John Newman, Analyst

No, I'm sorry. So, I believe the study design also involves measuring …

Dr. Andreas Muehler, Chief Medical Officer

Yes. 12 weeks.

John Newman, Analyst

… patients at 12-week, yes. Thank you.

Dr. Andreas Muehler, Chief Medical Officer

Yes, it’s my turn now. I just need a moment sometimes. Regarding the 12 weeks, there hasn't been a formal statistical analysis conducted. As I mentioned, we’ve done formal statistical analysis at week 24. I've observed the development of CUA lesions over time, which is a linear event. We notice the separation of the curves in terms of events at both 6 and 12 weeks.
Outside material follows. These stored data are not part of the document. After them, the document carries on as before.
use std::path::{Path, PathBuf};

use serde::{Deserialize, Serialize};

use crate::error::{DocsError, Result};

#[derive(Debug, Clone, Default, Serialize, Deserialize)]
pub struct Config {
    #[serde(default)]
    pub engine: EngineConfig,
    #[serde(default)]
    pub remote: RemoteConfig,
    #[serde(default)]
    pub ranking: RankingConfig,
    #[serde(default)]
    pub network: NetworkConfig,
}

impl Config {
    /// Load config: explicit path (or `DOCSEARCH_CONFIG`) wins, otherwise the
    /// global file is layered under the project file. Env overrides apply last.
    pub fn load(explicit_path: Option<&Path>, project_root: &Path) -> Result<Self> {
        let mut config = Self::default();

        let explicit = explicit_path
            .map(PathBuf::from)
            .or_else(|| std::env::var("DOCSEARCH_CONFIG").ok().map(PathBuf::from));

        if let Some(path) = explicit {
            if let Some(patch) = Self::load_patch(&path)? {
                config.merge_patch(patch);
            }
        } else {
            if let Some(global) = Self::load_global()? {
                config.merge_patch(global);
            }
            if let Some(project) = Self::load_project(project_root)? {
                config.merge_patch(project);
            }
        }

        config.apply_env_overrides()?;
        config.validate()?;

        Ok(config)
    }

    fn load_global() -> Result<Option<ConfigPatch>> {
        let Some(dir) = dirs::config_dir() else {
            return Ok(None);
        };
        Self::load_patch(&dir.join("docsearch/config.toml"))
    }

    fn load_project(project_root: &Path) -> Result<Option<ConfigPatch>> {
        Self::load_patch(&project_root.join(".docsearch/config.toml"))
    }

    fn load_patch(path: &Path) -> Result<Option<ConfigPatch>> {
        if !path.exists() {
            return Ok(None);
        }

        let raw = std::fs::read_to_string(path)
            .map_err(|err| DocsError::Config(format!("read config {}: {err}", path.display())))?;
        let patch = toml::from_str(&raw)
            .map_err(|err| DocsError::Config(format!("parse config {}: {err}", path.display())))?;
        Ok(Some(patch))
    }

    fn merge_patch(&mut self, patch: ConfigPatch) {
        if let Some(patch) = patch.engine {
            self.engine.merge(patch);
        }
        if let Some(patch) = patch.remote {
            self.remote.merge(patch);
        }
        if let Some(patch) = patch.ranking {
            self.ranking.merge(patch);
        }
        if let Some(patch) = patch.network {
            self.network.merge(patch);
        }
    }

    fn apply_env_overrides(&mut self) -> Result<()> {
        if let Some(value) = env_bool("DOCSEARCH_ENGINE_ENABLED") {
            self.engine.enabled = value;
        }
        if let Some(value) = env_string("DOCSEARCH_ENGINE_DATABASE_PATH") {
            self.engine.database_path = PathBuf::from(value);
        }
        if let Some(value) = env_string("DOCSEARCH_ENGINE_CHANNEL") {
            self.engine.channel = parse_channel_kind(&value)?;
        }
        if let Some(value) = env_u32("DOCSEARCH_ENGINE_EMBEDDING_DIMS")? {
            self.engine.embedding_dims = value;
        }

        if let Some(value) = env_string("DOCSEARCH_REMOTE_URL") {
            self.remote.url = value;
        }
        if let Some(value) = env_string("DOCSEARCH_REMOTE_ANON_KEY") {
            self.remote.anon_key = value;
        }
        if let Some(value) = env_string("DOCSEARCH_REMOTE_LEXICAL_RPC") {
            self.remote.lexical_rpc = value;
        }
        if let Some(value) = env_string("DOCSEARCH_REMOTE_EMBEDDING_PATH") {
            self.remote.embedding_path = value;
        }
        if let Some(value) = env_u64("DOCSEARCH_REMOTE_TIMEOUT_SECS")? {
            self.remote.timeout_secs = value;
        }

        if let Some(value) = env_f32("DOCSEARCH_RANKING_MATCH_THRESHOLD")? {
            self.ranking.match_threshold = value;
        }
        if let Some(value) = env_u32("DOCSEARCH_RANKING_RESULT_LIMIT")? {
            self.ranking.result_limit = value;
        }
        if let Some(value) = env_f32("DOCSEARCH_RANKING_LEXICAL_SCALE")? {
            self.ranking.lexical_scale = value;
        }

        if let Some(value) = env_bool("DOCSEARCH_NETWORK_SAVE_DATA") {
            self.network.save_data = value;
        }
        if let Some(value) = env_string("DOCSEARCH_NETWORK_EFFECTIVE_TYPE") {
            self.network.effective_type = value;
        }

        Ok(())
    }

    /// Reject values the engine or ranking query cannot work with.
    pub fn validate(&self) -> Result<()> {
        if self.engine.embedding_dims == 0 {
            return Err(DocsError::Config(
                "engine.embedding_dims must be greater than 0".to_string(),
            ));
        }
        let ranking = &self.ranking;
        if ranking.semantic_limit == 0 || ranking.lexical_limit == 0 || ranking.result_limit == 0 {
            return Err(DocsError::Config(
                "ranking limits must be greater than 0".to_string(),
            ));
        }
        if !(-1.0..=1.0).contains(&ranking.match_threshold) {
            return Err(DocsError::Config(format!(
                "ranking.match_threshold must be within [-1, 1], got {}",
                ranking.match_threshold
            )));
        }
        if ranking.lexical_scale <= 0.0 || ranking.semantic_scale <= 0.0 {
            return Err(DocsError::Config(
                "ranking scales must be positive".to_string(),
            ));
        }
        Ok(())
    }
}

/// How the local engine channel is established.
#[derive(Debug, Clone, Copy, PartialEq, Eq, Default, Serialize, Deserialize)]
#[serde(rename_all = "lowercase")]
pub enum ChannelKind {
    /// One engine per coordinator; stops when the port closes.
    #[default]
    Dedicated,
    /// Ports attach to an engine host shared by several coordinators.
    Shared,
}

#[derive(Debug, Clone, Serialize, Deserialize)]
pub struct EngineConfig {
    #[serde(default)]
    pub enabled: bool,
    #[serde(default)]
    pub database_path: PathBuf,
    #[serde(default)]
    pub channel: ChannelKind,
    #[serde(default)]
    pub embedding_dims: u32,
}

impl Default for EngineConfig {
    fn default() -> Self {
        let database_path = dirs::data_local_dir()
            .unwrap_or_else(|| PathBuf::from("."))
            .join("docsearch/docs.db");
        Self {
            enabled: true,
            database_path,
            channel: ChannelKind::Dedicated,
            embedding_dims: 384,
        }
    }
}

impl EngineConfig {
    fn merge(&mut self, patch: EnginePatch) {
        if let Some(value) = patch.enabled {
            self.enabled = value;
        }
        if let Some(value) = patch.database_path {
            self.database_path = value;
        }
        if let Some(value) = patch.channel {
            self.channel = value;
        }
        if let Some(value) = patch.embedding_dims {
            self.embedding_dims = value;
        }
    }
}

#[derive(Debug, Clone, Serialize, Deserialize)]
pub struct RemoteConfig {
    #[serde(default)]
    pub url: String,
    #[serde(default)]
    pub anon_key: String,
    #[serde(default)]
    pub lexical_rpc: String,
    #[serde(default)]
    pub embedding_path: String,
    #[serde(default)]
    pub timeout_secs: u64,
}

impl Default for RemoteConfig {
    fn default() -> Self {
        Self {
            url: String::new(),
            anon_key: String::new(),
            lexical_rpc: "docs_search_fts".to_string(),
            embedding_path: "functions/v1/search-embeddings".to_string(),
            timeout_secs: 10,
        }
    }
}

impl RemoteConfig {
    fn merge(&mut self, patch: RemotePatch) {
        if let Some(value) = patch.url {
            self.url = value;
        }
        if let Some(value) = patch.anon_key {
            self.anon_key = value;
        }
        if let Some(value) = patch.lexical_rpc {
            self.lexical_rpc = value;
        }
        if let Some(value) = patch.embedding_path {
            self.embedding_path = value;
        }
        if let Some(value) = patch.timeout_secs {
            self.timeout_secs = value;
        }
    }

    /// Whether enough is configured to reach the remote at all.
    #[must_use]
    pub fn is_configured(&self) -> bool {
        !self.url.trim().is_empty() && !self.anon_key.trim().is_empty()
    }
}

/// Tunables for the hybrid ranking query.
#[derive(Debug, Clone, Serialize, Deserialize)]
pub struct RankingConfig {
    /// Minimum cosine similarity for a section to count as a semantic hit
    #[serde(default)]
    pub match_threshold: f32,
    #[serde(default)]
    pub semantic_limit: u32,
    #[serde(default)]
    pub lexical_limit: u32,
    #[serde(default)]
    pub result_limit: u32,
    /// Multiplier applied to the raw bm25 rank before capping at 1
    #[serde(default)]
    pub lexical_scale: f32,
    /// Multiplier applied to cosine similarity
    #[serde(default)]
    pub semantic_scale: f32,
    #[serde(default)]
    pub title_weight: f32,
    #[serde(default)]
    pub subtitle_weight: f32,
    #[serde(default)]
    pub description_weight: f32,
    #[serde(default)]
    pub body_weight: f32,
}

impl Default for RankingConfig {
    fn default() -> Self {
        Self {
            match_threshold: 0.78,
            semantic_limit: 10,
            lexical_limit: 20,
            result_limit: 10,
            lexical_scale: 0.1,
            semantic_scale: 100.0,
            title_weight: 10.0,
            subtitle_weight: 5.0,
            description_weight: 2.0,
            body_weight: 1.0,
        }
    }
}

impl RankingConfig {
    fn merge(&mut self, patch: RankingPatch) {
        if let Some(value) = patch.match_threshold {
            self.match_threshold = value;
        }
        if let Some(value) = patch.semantic_limit {
            self.semantic_limit = value;
        }
        if let Some(value) = patch.lexical_limit {
            self.lexical_limit = value;
        }
        if let Some(value) = patch.result_limit {
            self.result_limit = value;
        }
        if let Some(value) = patch.lexical_scale {
            self.lexical_scale = value;
        }
        if let Some(value) = patch.semantic_scale {
            self.semantic_scale = value;
        }
        if let Some(value) = patch.title_weight {
            self.title_weight = value;
        }
        if let Some(value) = patch.subtitle_weight {
            self.subtitle_weight = value;
        }
        if let Some(value) = patch.description_weight {
            self.description_weight = value;
        }
        if let Some(value) = patch.body_weight {
            self.body_weight = value;
        }
    }
}

/// Ambient connection-quality signal.
///
/// An empty `effective_type` means the signal is unavailable on this host.
#[derive(Debug, Clone, Serialize, Deserialize)]
pub struct NetworkConfig {
    #[serde(default)]
    pub save_data: bool,
    #[serde(default)]
    pub effective_type: String,
}

impl Default for NetworkConfig {
    fn default() -> Self {
        Self {
            save_data: false,
            effective_type: "4g".to_string(),
        }
    }
}

impl NetworkConfig {
    fn merge(&mut self, patch: NetworkPatch) {
        if let Some(value) = patch.save_data {
            self.save_data = value;
        }
        if let Some(value) = patch.effective_type {
            self.effective_type = value;
        }
    }
}

#[derive(Debug, Clone, Default, Deserialize)]
struct ConfigPatch {
    pub engine: Option<EnginePatch>,
    pub remote: Option<RemotePatch>,
    pub ranking: Option<RankingPatch>,
    pub network: Option<NetworkPatch>,
}

#[derive(Debug, Clone, Default, Deserialize)]
struct EnginePatch {
    pub enabled: Option<bool>,
    pub database_path: Option<PathBuf>,
    pub channel: Option<ChannelKind>,
    pub embedding_dims: Option<u32>,
}

#[derive(Debug, Clone, Default, Deserialize)]
struct RemotePatch {
    pub url: Option<String>,
    pub anon_key: Option<String>,
    pub lexical_rpc: Option<String>,
    pub embedding_path: Option<String>,
    pub timeout_secs: Option<u64>,
}

#[derive(Debug, Clone, Default, Deserialize)]
struct RankingPatch {
    pub match_threshold: Option<f32>,
    pub semantic_limit: Option<u32>,
    pub lexical_limit: Option<u32>,
    pub result_limit: Option<u32>,
    pub lexical_scale: Option<f32>,
    pub semantic_scale: Option<f32>,
    pub title_weight: Option<f32>,
    pub subtitle_weight: Option<f32>,
    pub description_weight: Option<f32>,
    pub body_weight: Option<f32>,
}

#[derive(Debug, Clone, Default, Deserialize)]
struct NetworkPatch {
    pub save_data: Option<bool>,
    pub effective_type: Option<String>,
}

fn parse_channel_kind(value: &str) -> Result<ChannelKind> {
    match value.to_lowercase().as_str() {
        "dedicated" => Ok(ChannelKind::Dedicated),
        "shared" => Ok(ChannelKind::Shared),
        _ => Err(DocsError::Config(format!(
            "invalid engine channel {value} (expected dedicated|shared)"
        ))),
    }
}

fn env_string(key: &str) -> Option<String> {
    std::env::var(key).ok()
}

fn env_bool(key: &str) -> Option<bool> {
    std::env::var(key).ok().map(|value| {
        matches!(
            value.to_lowercase().as_str(),
            "1" | "true" | "yes" | "on"
        )
    })
}

fn env_u32(key: &str) -> Result<Option<u32>> {
    match std::env::var(key) {
        Ok(value) => value.parse::<u32>().map(Some).map_err(|err| {
            DocsError::Config(format!("invalid {key} value {value}: {err}"))
        }),
        Err(_) => Ok(None),
    }
}

fn env_u64(key: &str) -> Result<Option<u64>> {
    match std::env::var(key) {
        Ok(value) => value.parse::<u64>().map(Some).map_err(|err| {
            DocsError::Config(format!("invalid {key} value {value}: {err}"))
        }),
        Err(_) => Ok(None),
    }
}

fn env_f32(key: &str) -> Result<Option<f32>> {
    match std::env::var(key) {
        Ok(value) => value.parse::<f32>().map(Some).map_err(|err| {
            DocsError::Config(format!("invalid {key} value {value}: {err}"))
        }),
        Err(_) => Ok(None),
    }
}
At 12 weeks, there’s a clear treatment difference, and this can also be seen earlier, but we specifically request data at 12 weeks. There is a numerical difference between the placebo and treatment groups at 12 weeks, though these differences were not subjected to statistical testing.

John Newman, Analyst

Great. Thank you.

Operator, Operator

Thank you. And as it does conclude the question session, I would like to return the floor to Daniel Vitt for any closing comments.

Dr. Daniel Vitt, CEO and President

Yes, sure. So I think all is said already, but I want to thank you all for listening on the great day for Immunic today, and also thank you for asking those good questions today. And to repeat once again, the company is also open for questions anyhow in the future. And we try to keep our very open communication policy here. So thank you once again and goodbye and speak soon to everybody.

Operator, Operator

Yes, thank you. The conference has now concluded. Thank you for attending today's presentation. You may now disconnect your lines.